**PROBLEM TO WORK ON**
Please go through the records below and return every line holding the word "TransportResponse".

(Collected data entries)
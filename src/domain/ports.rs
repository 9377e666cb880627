use super::event::OrderEvent;
use super::order::{OrderId, OrderKind};
use crate::error::Result;
use async_trait::async_trait;
use std::fmt;
use std::sync::Arc;

/// The remote operations the engine knows how to call.
#[derive(Debug, Clone, Copy, PartialEq, Eq, Hash)]
pub enum Operation {
    Auth,
    Sign,
    Collect,
    Cancel,
}

impl Operation {
    pub fn start(kind: OrderKind) -> Self {
        match kind {
            OrderKind::Authentication => Self::Auth,
            OrderKind::Signature => Self::Sign,
        }
    }

    /// Path segment appended to the service base URL.
    pub fn path(self) -> &'static str {
        match self {
            Self::Auth => "auth",
            Self::Sign => "sign",
            Self::Collect => "collect",
            Self::Cancel => "cancel",
        }
    }
}

impl fmt::Display for Operation {
    fn fmt(&self, f: &mut fmt::Formatter<'_>) -> fmt::Result {
        f.write_str(self.path())
    }
}

#[derive(Debug, Clone, PartialEq, Eq)]
pub struct TransportResponse {
    pub status: u16,
    pub body: Vec<u8>,
}

impl TransportResponse {
    pub fn is_success(&self) -> bool {
        (200..300).contains(&self.status)
    }
}

/// Authenticated request sender shared by every order.
///
/// Implementations must tolerate concurrent calls from many workers. A
/// returned `Err` means the service was not reached; any HTTP answer,
/// successful or not, comes back as a [`TransportResponse`].
#[async_trait]
pub trait Transport: Send + Sync {
    async fn send(&self, operation: Operation, body: Vec<u8>) -> Result<TransportResponse>;
}

pub type TransportHandle = Arc<dyn Transport>;

/// Receives lifecycle events from every worker.
///
/// Called from many tasks at once; events of one order arrive in order.
pub trait ResponseSink: Send + Sync {
    fn deliver(&self, event: OrderEvent);
}

pub type ResponseSinkHandle = Arc<dyn ResponseSink>;

/// One rotating pairing code, ready for display.
#[derive(Debug, Clone, PartialEq, Eq)]
pub struct PairingCode {
    /// Seconds elapsed since the order started, starting at 0.
    pub step: u64,
    /// Text encoded in the QR code.
    pub content: String,
    /// The QR code rendered as an SVG document.
    pub svg: String,
}

/// Receives a fresh pairing code once a second while an order is pending.
pub trait PairingSink: Send + Sync {
    fn show(&self, code: PairingCode, order_id: &OrderId);
}

pub type PairingSinkHandle = Arc<dyn PairingSink>;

**RESULT BELOW**
pub struct TransportResponse {
impl TransportResponse {
/// successful or not, comes back as a [`TransportResponse`].
    async fn send(&self, operation: Operation, body: Vec<u8>) -> Result<TransportResponse>;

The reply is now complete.